Many of Macchiarini's patients have been given only months or a few years to live, left with no options or any hope.
“You see a patient and this patient has no other alternatives,” Macchiarini said. “And he will die very, very soon. As a human and as a doctor are we allowed to say no? I don’t think so.”
Though it might sound like science fiction, scientists around the world are actively experimenting with this promising science. Recent accomplishments include Wake Forest Baptist Medical Center's announcement that four teenage girls with a rare genetic disorder were implanted with lab-grown vaginas, and at the University of Basel in Switzerland, scientists regrew the nose tissue of older people whose noses had been partially lost to skin cancer.
But while scientists are eagerly working toward being able to grow vital organs like hearts, lungs and kidneys in the lab, it will be years before they are ready to attempt transplanting those in humans.
"As a human and as a doctor are we allowed to say no? I don’t think so."

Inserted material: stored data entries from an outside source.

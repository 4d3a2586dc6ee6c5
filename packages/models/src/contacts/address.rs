use serde::{Deserialize, Serialize};

use crate::text;

macro_rules! states {
    ($($variant:ident => $name:literal, $abbreviation:literal;)*) => {
        /// A US state or the District of Columbia.
        ///
        /// Persisted by full name.
        #[derive(Debug, Clone, Copy, PartialEq, Eq, Hash, Serialize, Deserialize)]
        #[serde(try_from = "String", into = "String")]
        pub enum State {
            $($variant,)*
        }

        impl State {
            pub const ALL: &'static [State] = &[$(State::$variant,)*];

            pub fn name(self) -> &'static str {
                match self {
                    $(State::$variant => $name,)*
                }
            }

            pub fn postal_abbreviation(self) -> &'static str {
                match self {
                    $(State::$variant => $abbreviation,)*
                }
            }
        }
    };
}

states! {
    Alabama => "Alabama", "AL";
    Alaska => "Alaska", "AK";
    Arizona => "Arizona", "AZ";
    Arkansas => "Arkansas", "AR";
    California => "California", "CA";
    Colorado => "Colorado", "CO";
    Connecticut => "Connecticut", "CT";
    Delaware => "Delaware", "DE";
    DistrictOfColumbia => "District of Columbia", "DC";
    Florida => "Florida", "FL";
    Georgia => "Georgia", "GA";
    Hawaii => "Hawaii", "HI";
    Idaho => "Idaho", "ID";
    Illinois => "Illinois", "IL";
    Indiana => "Indiana", "IN";
    Iowa => "Iowa", "IA";
    Kansas => "Kansas", "KS";
    Kentucky => "Kentucky", "KY";
    Louisiana => "Louisiana", "LA";
    Maine => "Maine", "ME";
    Maryland => "Maryland", "MD";
    Massachusetts => "Massachusetts", "MA";
    Michigan => "Michigan", "MI";
    Minnesota => "Minnesota", "MN";
    Mississippi => "Mississippi", "MS";
    Missouri => "Missouri", "MO";
    Montana => "Montana", "MT";
    Nebraska => "Nebraska", "NE";
    Nevada => "Nevada", "NV";
    NewHampshire => "New Hampshire", "NH";
    NewJersey => "New Jersey", "NJ";
    NewMexico => "New Mexico", "NM";
    NewYork => "New York", "NY";
    NorthCarolina => "North Carolina", "NC";
    NorthDakota => "North Dakota", "ND";
    Ohio => "Ohio", "OH";
    Oklahoma => "Oklahoma", "OK";
    Oregon => "Oregon", "OR";
    Pennsylvania => "Pennsylvania", "PA";
    RhodeIsland => "Rhode Island", "RI";
    SouthCarolina => "South Carolina", "SC";
    SouthDakota => "South Dakota", "SD";
    Tennessee => "Tennessee", "TN";
    Texas => "Texas", "TX";
    Utah => "Utah", "UT";
    Vermont => "Vermont", "VT";
    Virginia => "Virginia", "VA";
    Washington => "Washington", "WA";
    WestVirginia => "West Virginia", "WV";
    Wisconsin => "Wisconsin", "WI";
    Wyoming => "Wyoming", "WY";
}

impl State {
    /// The state with exactly this full name.
    pub fn from_name(name: &str) -> Option<State> {
        Self::ALL.iter().copied().find(|state| state.name() == name)
    }
}

#[derive(thiserror::Error, Debug, Clone, PartialEq, Eq)]
#[error("Unknown state: {0}")]
pub struct UnknownState(pub String);

impl TryFrom<String> for State {
    type Error = UnknownState;

    fn try_from(name: String) -> Result<Self, Self::Error> {
        State::from_name(&name).ok_or(UnknownState(name))
    }
}

impl From<State> for String {
    fn from(state: State) -> Self {
        state.name().to_string()
    }
}

/// A postal address. Every part is optional, but never all at once.
#[derive(Debug, Clone, PartialEq, Eq, Serialize, Deserialize)]
pub struct Address {
    street: Option<String>,
    apartment: Option<String>,
    city: Option<String>,
    state: Option<State>,
    zipcode: Option<String>,
}

impl Address {
    /// `None` when every part is missing.
    pub fn new(
        street: Option<String>,
        apartment: Option<String>,
        city: Option<String>,
        state: Option<State>,
        zipcode: Option<String>,
    ) -> Option<Self> {
        if street.is_none()
            && apartment.is_none()
            && city.is_none()
            && state.is_none()
            && zipcode.is_none()
        {
            return None;
        }

        Some(Self {
            street,
            apartment,
            city,
            state,
            zipcode,
        })
    }

    pub fn street(&self) -> Option<&str> {
        self.street.as_deref()
    }

    pub fn apartment(&self) -> Option<&str> {
        self.apartment.as_deref()
    }

    pub fn city(&self) -> Option<&str> {
        self.city.as_deref()
    }

    pub fn state(&self) -> Option<State> {
        self.state
    }

    pub fn zipcode(&self) -> Option<&str> {
        self.zipcode.as_deref()
    }

    /// Lowercased parts, with the state under both its name and abbreviation.
    pub fn searchable_strings(&self) -> Vec<String> {
        text::compact_lowercased(&[
            self.street(),
            self.apartment(),
            self.city(),
            self.state.map(State::name),
            self.state.map(State::postal_abbreviation),
            self.zipcode(),
        ])
    }
}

But Dr. Macchiarini has already taken the science out of the lab. He first made headlines six years ago, in 2008, when he transplanted the world's first lab-made windpipe. It was constructed from a donor trachea that had been stripped of its original cells, leaving it as a skeleton upon which a new trachea could be built with the patient’s own stem cells. The groundbreaking method would allow Macchiarini to bypass two of the major problems associated with donated organs: the risk of rejection and the need to take powerful anti-rejection drugs.

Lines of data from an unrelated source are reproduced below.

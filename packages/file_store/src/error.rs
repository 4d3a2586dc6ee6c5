use std::{io, path};

/// Causes behind a failed store operation.
///
/// These never cross the public `save`/`read`/`remove` surface; they are
/// logged and collapsed there. Directory helpers that can fail before any
/// record is touched return them directly.
#[derive(thiserror::Error, Debug)]
pub enum Error {
    #[error("Invalid record id {id:?}: {message}")]
    InvalidId { id: String, message: String },

    #[error("An I/O error occurred at {path}: {error}")]
    Io { path: path::PathBuf, error: io::Error },

    #[error("{0}")]
    Serialization(#[from] serde_json::Error),

    #[error("No user data directory is available on this platform")]
    NoUserDataDirectory,
}

impl Error {
    pub(crate) fn io(path: &path::Path, error: io::Error) -> Self {
        Error::Io {
            path: path.to_path_buf(),
            error,
        }
    }
}
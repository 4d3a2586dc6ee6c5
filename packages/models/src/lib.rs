//! # objectlib-models
//!
//! Plain records for three small apps, each built on the shared file store
//! and GET client:
//!
//! - [`pokedex`]: PokeAPI listings and Pokémon, their persistence and fetching
//! - [`contacts`]: contacts with optional US addresses, editable field by field
//! - [`pig`]: dice, players and rolls for the game of Pig

pub mod contacts;
pub mod pig;
pub mod pokedex;
pub mod text;

pub use contacts::{Address, Contact, InputField, State};
pub use pig::{Die, DieChange, Player, PlayerId, Roll};
pub use pokedex::{PokeApi, Pokedex, PokedexEntry, PokedexPersistence, Pokemon, ServicePokemon};
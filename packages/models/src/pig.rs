//! Records for the game of Pig.

use std::time::Duration;

use rand::Rng;
use serde::{Deserialize, Serialize};

#[derive(Debug, Clone, Copy, PartialEq, Eq, Hash, Serialize, Deserialize)]
#[serde(rename_all = "lowercase")]
pub enum Die {
    One,
    Two,
    Three,
    Four,
    Five,
    Six,
}

impl Die {
    pub const ALL: [Die; 6] = [Die::One, Die::Two, Die::Three, Die::Four, Die::Five, Die::Six];

    /// Pip count, 1 through 6.
    pub fn value(self) -> u32 {
        match self {
            Die::One => 1,
            Die::Two => 2,
            Die::Three => 3,
            Die::Four => 4,
            Die::Five => 5,
            Die::Six => 6,
        }
    }

    pub fn roll<R: Rng + ?Sized>(rng: &mut R) -> Die {
        Self::ALL[rng.gen_range(0..Self::ALL.len())]
    }
}

#[derive(Debug, Clone, Copy, PartialEq, Eq, Hash, Serialize, Deserialize)]
pub enum PlayerId {
    One,
    Two,
}

impl PlayerId {
    pub const ALL: [PlayerId; 2] = [PlayerId::One, PlayerId::Two];

    pub fn as_str(self) -> &'static str {
        match self {
            PlayerId::One => "One",
            PlayerId::Two => "Two",
        }
    }
}

#[derive(Debug, Clone, PartialEq, Eq, Serialize, Deserialize)]
pub struct Player {
    id: PlayerId,
    total_points: u32,
}

impl Player {
    pub fn new(id: PlayerId) -> Self {
        Self {
            id,
            total_points: 0,
        }
    }

    pub fn id(&self) -> PlayerId {
        self.id
    }

    pub fn total_points(&self) -> u32 {
        self.total_points
    }

    /// `"Player One"`
    pub fn name(&self) -> String {
        format!("Player {}", self.id.as_str())
    }

    pub fn update_score(&mut self, points: u32) {
        self.total_points += points;
    }

    pub fn reset_total_points(&mut self) {
        self.total_points = 0;
    }
}

/// The die face shown for `duration` during a roll.
#[derive(Debug, Clone, Copy, PartialEq, Eq)]
pub struct DieChange {
    pub die: Die,
    pub duration: Duration,
}

/// A roll: the sequence of faces shown before the die settles.
#[derive(Debug, Clone, PartialEq, Eq)]
pub struct Roll {
    pub total_duration: Duration,
    pub die_changes: Vec<DieChange>,
}

impl Roll {
    pub fn new(total_duration: Duration, die_changes: Vec<DieChange>) -> Self {
        Self {
            total_duration,
            die_changes,
        }
    }

    /// `changes` random faces sharing `total_duration` evenly.
    pub fn random<R: Rng + ?Sized>(rng: &mut R, changes: u32, total_duration: Duration) -> Self {
        let duration = total_duration.checked_div(changes).unwrap_or_default();
        let die_changes = (0..changes)
            .map(|_| DieChange {
                die: Die::roll(rng),
                duration,
            })
            .collect();
        Self::new(total_duration, die_changes)
    }

    /// The face the die lands on.
    pub fn outcome(&self) -> Option<Die> {
        self.die_changes.last().map(|change| change.die)
    }
}
use serde::de::DeserializeOwned;
use serde::Serialize;

/// A serializable unit of persisted data.
///
/// Records are identified by a caller-supplied id that lives in the file name,
/// never inside the payload. Anything that can round-trip through serde is a
/// record.
pub trait Record: Serialize + DeserializeOwned {}

impl<T: Serialize + DeserializeOwned> Record for T {}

By 2011, the Italian surgeon had moved on to plastic as a scaffold, rather than a donated trachea. The first recipient would be Andermariam Beyene, a 36-year-old engineer from Eritrea.
Macchiarini’s team began by collecting stem cells from Beyene’s bone marrow. Those cells were mixed with special growth factors and then poured onto a scaffold made from plastic — in fact, the very same plastic that is used to make soda bottles — which had been made to mimic the shape of a real windpipe.
In just a matter of days, the scaffold began to transform into an actual functioning windpipe.
Macchiarini described the magical sounding process like this: “It’s like if you roast a chicken. It’s the same thing. You fill this box with fluid that includes cells. And then this chicken scaffold just is submerged in this fluid and the cells penetrate inside.”
Eight patients have now received his completely artificial, bio-engineered tracheas, but because the surgery is still highly experimental and unproven, critics worry that he is putting his patients at risk and taking the science out of the lab prematurely.
Skeptics have questioned whether he is using his desperate — and highly vulnerable — patients as human guinea pigs.
“I do believe he’s in the gray zone,” Dr. Joseph Vacanti, surgeon- in-chief at the Massachusetts General Hospital for Children, told Vieira in September of 2013.
Not all of Macchiarini's patients have survived, but supporters argue that this is how surgery advances.
"I do believe he’s in the gray zone."
“Take a look at any major turn in surgery,” said Dr. Rick Pearl, pediatric surgeon-in-chief at Children's Hospital of Illinois in Peoria. “It never started out working, did it?
“Tom Starzl, when he started doing liver transplants, the first seven, eight, nine patients all died. Everybody said he was nuts, OK? Christian Barnard, when he started doing heart transplants, everyone threw rocks at him. This is how we’re going to treat diseases in the future and this is the start of it.”
One of Macchiarini's most promising success stories is Claudia Castillo, a Spanish mother who is doing so well six years after her transplant that an increasing number of Macchiarini's colleagues are beginning to see him in a new light.
“I believe, for the field, we are now at the end of the beginning,” Vacanti said. “And so, he may feel alone, but he is not alone. He’s part of the group that’s making fantasy real.”